This session presented by James Curbeam, CPCU, ARM, AIC (Risk Manager, Las Vegas Valley Water District) and Lisa Kremer (Strategic Risk Practice Leader, Marsh Risk Consulting) at the 2019 PRIMA Annual Conference discussed transitioning from a traditional risk management program to an enterprise approach when evaluating the risks of an organization.
Lisa began this session explaining what ERM is. The goal of an enterprise-wide risk management initiative is to create, project, and enhance stakeholders value by managing the uncertainties that could influence achieving the organization’s objectives. Lisa encouraged the approach of building upon the traditional risk management program into a more strategic approach. ERM programs are strategic, continuous, include across-the-board management representation, is focused and coordinated, include business risk, anticipates/detects, monitors risks, and focuses on processes and people.
Do we know our risks? James walked though his approach of level setting at his organization by identifying top risks and personally meeting with those risk owners to learn more. He suggested asking the following questions:
- What are the top 10 risks?
- Who is the risk owner for each risk?
- What are the mitigation plans?
- How are the mitigation plans monitored?
- How often are the mitigation plans reassessed?
Lisa talked through the value proposition and focusing on identifiable opportunities. An ERM:
- Provides important connection between strategy and performance
- Directly supports mission and goals
- Enhances decision making
- Improves communications across the organization
- Supports asset management processes, rate cases, business continuity
- Creates good governance.
Of those, Lisa believes the most critical is breaking down silos and communicating with global stakeholders to support business continuity.
James explained the establishment of a governance model including a functional leader as a sponsor, an ERM committee with risk management chair and senior management team members, and an ERM working committee who are managers across the organization. These partners meet to define and quantify risks. Ideally the committee represents a cross-functional operational view with risk management mindset and respected influencers.
In 115 meetings James and the ERM committee facilitated with supervisors and higher levels of leadership, 62 risks were identified. These meetings were critical to understand the perspectives of all processes and challenges to identify risk at every level. The committee classified those risks in four quadrants (hazard, financial, operational, and strategic), and be an defining further through:
- Risk Owner – Individual accountable identification, assessment, treatment and monitoring of risk in a specific environment
- Type of Risk – What is the Risk Quadrant and and focuses on the source of the risk
- Risk Theme – Category under each quadrant
- Risk and Risk Definition – State and define the exposure.
The organization then went through an analytical process with their broker parter and additional global data to define risk appetite (the level of risk that an organization wants to take in pursuit of its objectives and strategies) and risk tolerance (the level of risk that an organization is willing to take in pursuit of its objectives and strategies). Lisa discussed the importance of a diverse set of leaders evaluating information to determine what level of risk the organization has the ability to take on and what does want to manage. These will be different for each organization as it is the assessment of the company’s sources of capital and how they prefer to deploy those resources to deal with unexpected losses. James encouraged conversations that include the CFO and other financial executives to help set a rating of severity impact to help define appetite. It is also critical to include the broader leadership representatives to bring forward other brand and tangible exposures.

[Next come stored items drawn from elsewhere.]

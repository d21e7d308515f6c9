//! Definition decoders.
//!
//! Supported layouts:
//!
//! ```text
//! JSON  [{"name": "app.User", "queries": [{"name": "get", "sql": "SELECT ..."}]}]
//!
//! YAML  app.User:
//!         get: SELECT ...
//!         find:
//!           sql: SELECT ...
//!
//! XML   <entities>
//!         <entity name="app.User">
//!           <query name="get">SELECT ...</query>
//!         </entity>
//!       </entities>
//! ```

use super::SourceStream;
use crate::error::{LurryError, LurryResult};
use crate::model::{EntityDefinition, QueryDefinition};
use quick_xml::events::{BytesStart, Event};
use serde::Deserialize;
use std::fmt;
use std::io::{ErrorKind, Read};
use std::path::Path;
use std::str::FromStr;

/// Turns one definition stream into entities.
pub trait Decoder: Send + Sync {
    fn decode(&self, stream: SourceStream) -> LurryResult<Vec<EntityDefinition>>;
}

/// Definition file format.
#[derive(Debug, Clone, Copy, PartialEq, Eq, Deserialize)]
#[serde(rename_all = "lowercase")]
pub enum Format {
    Json,
    #[serde(alias = "yml")]
    Yaml,
    Xml,
}

impl Format {
    /// Detect the format from a file extension.
    pub fn from_path(path: impl AsRef<Path>) -> Option<Self> {
        let ext = path.as_ref().extension()?.to_str()?;
        ext.parse().ok()
    }

    pub fn name(&self) -> &'static str {
        match self {
            Format::Json => "JSON",
            Format::Yaml => "YAML",
            Format::Xml => "XML",
        }
    }
}

impl fmt::Display for Format {
    fn fmt(&self, f: &mut fmt::Formatter<'_>) -> fmt::Result {
        f.write_str(self.name())
    }
}

impl FromStr for Format {
    type Err = LurryError;

    fn from_str(s: &str) -> Result<Self, Self::Err> {
        match s.to_ascii_lowercase().as_str() {
            "json" => Ok(Format::Json),
            "yaml" | "yml" => Ok(Format::Yaml),
            "xml" => Ok(Format::Xml),
            other => Err(LurryError::Config(format!(
                "Unknown definition format '{}'. Expected: json, yaml, or xml",
                other
            ))),
        }
    }
}

impl Decoder for Format {
    fn decode(&self, stream: SourceStream) -> LurryResult<Vec<EntityDefinition>> {
        let name = stream.name.clone();
        let text = read_text(*self, stream)?;
        let entities = match self {
            Format::Json => decode_json(&name, &text)?,
            Format::Yaml => decode_yaml(&name, &text)?,
            Format::Xml => decode_xml(&name, &text)?,
        };
        tracing::trace!("Decoded {} entities from {}", entities.len(), name);
        Ok(entities)
    }
}

/// Picks the decoder from the stream name's extension.
#[derive(Debug, Clone, Copy, Default)]
pub struct AutoDecoder {
    fallback: Option<Format>,
}

impl AutoDecoder {
    pub fn new() -> Self {
        Self::default()
    }

    /// Format used when the extension is missing or unknown.
    pub fn with_fallback(mut self, format: Format) -> Self {
        self.fallback = Some(format);
        self
    }
}

impl Decoder for AutoDecoder {
    fn decode(&self, stream: SourceStream) -> LurryResult<Vec<EntityDefinition>> {
        match Format::from_path(&stream.name).or(self.fallback) {
            Some(format) => format.decode(stream),
            None => Err(LurryError::format(
                "definition",
                stream.name,
                "cannot determine format from extension",
            )),
        }
    }
}

fn read_text(format: Format, mut stream: SourceStream) -> LurryResult<String> {
    let mut text = String::new();
    match stream.reader.read_to_string(&mut text) {
        Ok(_) => Ok(text),
        Err(e) if e.kind() == ErrorKind::InvalidData => {
            Err(LurryError::format(format.name(), stream.name, e))
        }
        Err(e) => Err(LurryError::source(stream.name, e)),
    }
}

fn decode_json(origin: &str, text: &str) -> LurryResult<Vec<EntityDefinition>> {
    serde_json::from_str(text).map_err(|e| LurryError::format("JSON", origin, e))
}

fn decode_yaml(origin: &str, text: &str) -> LurryResult<Vec<EntityDefinition>> {
    use serde_yaml::Value;

    let err = |message: String| LurryError::format("YAML", origin, message);

    let doc: Value = serde_yaml::from_str(text).map_err(|e| err(e.to_string()))?;
    let entities = match doc {
        Value::Null => return Ok(Vec::new()),
        Value::Mapping(m) => m,
        _ => return Err(err("top level must be a mapping of entities".to_string())),
    };

    let mut result = Vec::with_capacity(entities.len());
    for (entity, queries) in entities {
        let entity = entity
            .as_str()
            .ok_or_else(|| err("entity names must be strings".to_string()))?
            .to_string();

        let queries = match queries {
            Value::Null => serde_yaml::Mapping::new(),
            Value::Mapping(m) => m,
            _ => return Err(err(format!("entity '{}' must map query names", entity))),
        };

        let mut defs = Vec::with_capacity(queries.len());
        for (name, value) in queries {
            let name = name
                .as_str()
                .ok_or_else(|| err(format!("query names in '{}' must be strings", entity)))?
                .to_string();
            let sql = match &value {
                Value::String(sql) => sql.clone(),
                Value::Mapping(m) => match m.get("sql") {
                    Some(Value::String(sql)) => sql.clone(),
                    _ => return Err(err(format!("query '{}' has no 'sql' string", name))),
                },
                _ => return Err(err(format!("unsupported value for query '{}'", name))),
            };
            defs.push(QueryDefinition::new(name, sql));
        }
        result.push(EntityDefinition::new(entity, defs));
    }
    Ok(result)
}

fn decode_xml(origin: &str, text: &str) -> LurryResult<Vec<EntityDefinition>> {
    let err = |message: String| LurryError::format("XML", origin, message);

    let name_attr = |e: &BytesStart<'_>, element: &str| -> LurryResult<String> {
        match e.try_get_attribute("name") {
            Ok(Some(attr)) => attr
                .unescape_value()
                .map(|v| v.into_owned())
                .map_err(|x| err(x.to_string())),
            Ok(None) => Err(err(format!("<{}> requires a name attribute", element))),
            Err(x) => Err(err(x.to_string())),
        }
    };

    let mut reader = quick_xml::Reader::from_str(text);
    let mut entities: Vec<EntityDefinition> = Vec::new();
    let mut current: Option<EntityDefinition> = None;
    let mut query: Option<(String, String)> = None;

    loop {
        match reader.read_event() {
            Ok(Event::Start(e)) => match e.name().as_ref() {
                b"entity" => {
                    if current.is_some() {
                        return Err(err("nested <entity> elements".to_string()));
                    }
                    current = Some(EntityDefinition::new(name_attr(&e, "entity")?, Vec::new()));
                }
                b"query" => {
                    if current.is_none() {
                        return Err(err("<query> outside of <entity>".to_string()));
                    }
                    query = Some((name_attr(&e, "query")?, String::new()));
                }
                _ => {}
            },
            Ok(Event::Empty(e)) if e.name().as_ref() == b"query" => {
                let entity = current
                    .as_mut()
                    .ok_or_else(|| err("<query> outside of <entity>".to_string()))?;
                entity
                    .queries
                    .push(QueryDefinition::new(name_attr(&e, "query")?, String::new()));
            }
            Ok(Event::Empty(e)) if e.name().as_ref() == b"entity" => {
                entities.push(EntityDefinition::new(name_attr(&e, "entity")?, Vec::new()));
            }
            Ok(Event::Text(t)) => {
                if let Some((_, sql)) = query.as_mut() {
                    let text = t.unescape().map_err(|x| err(x.to_string()))?;
                    sql.push_str(&text);
                }
            }
            Ok(Event::CData(t)) => {
                if let Some((_, sql)) = query.as_mut() {
                    sql.push_str(&String::from_utf8_lossy(&t.into_inner()));
                }
            }
            Ok(Event::End(e)) => match e.name().as_ref() {
                b"query" => {
                    if let (Some(entity), Some((name, sql))) = (current.as_mut(), query.take()) {
                        entity
                            .queries
                            .push(QueryDefinition::new(name, sql.trim().to_string()));
                    }
                }
                b"entity" => {
                    if let Some(entity) = current.take() {
                        entities.push(entity);
                    }
                }
                _ => {}
            },
            Ok(Event::Eof) => break,
            Ok(_) => {}
            Err(e) => {
                return Err(err(format!(
                    "at byte {}: {}",
                    reader.buffer_position(),
                    e
                )));
            }
        }
    }

    if current.is_some() {
        return Err(err("unclosed <entity> element".to_string()));
    }
    Ok(entities)
}
//! Parameter lookup for template evaluation.

use serde_json::Value;
use std::collections::HashMap;

/// Caller-supplied template parameters.
pub type Params = HashMap<String, Value>;

static NULL: Value = Value::Null;

/// Read-only view over [`Params`] in which every key is present.
///
/// Templates routinely reference optional parameters inside conditional
/// clauses; a key the caller did not supply reads as `null` instead of
/// failing the render. The caller's map is never modified.
#[derive(Debug, Clone, Copy)]
pub struct ParamView<'a> {
    params: &'a Params,
}

impl<'a> ParamView<'a> {
    pub fn new(params: &'a Params) -> Self {
        Self { params }
    }

    pub fn get(&self, key: &str) -> &'a Value {
        self.params.get(key).unwrap_or(&NULL)
    }
}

Visual illustration of the organizations strategic goals aligned with identified risks will help leaders see vulnerabilities and opportunities. Define risk definitions and assign a risk owner who be the champion of that risk and who will work with the committee to be the subject matter expert on how to resolve and mitigate risks.
Lisa discussed the benefits you can expect from implementing ERM including:
- Optimize Risk Assessment
- Improve Risk Management Performance
- Secure Value
- Strengthen Business Resilience
- Create Value
- Increase Risk Management Efficiency
Goal of good risk management is not to minimum effort risk but to achieve the best balance of risk and opportunity. James shared his goal is to work together to say yes, not to be the department of no.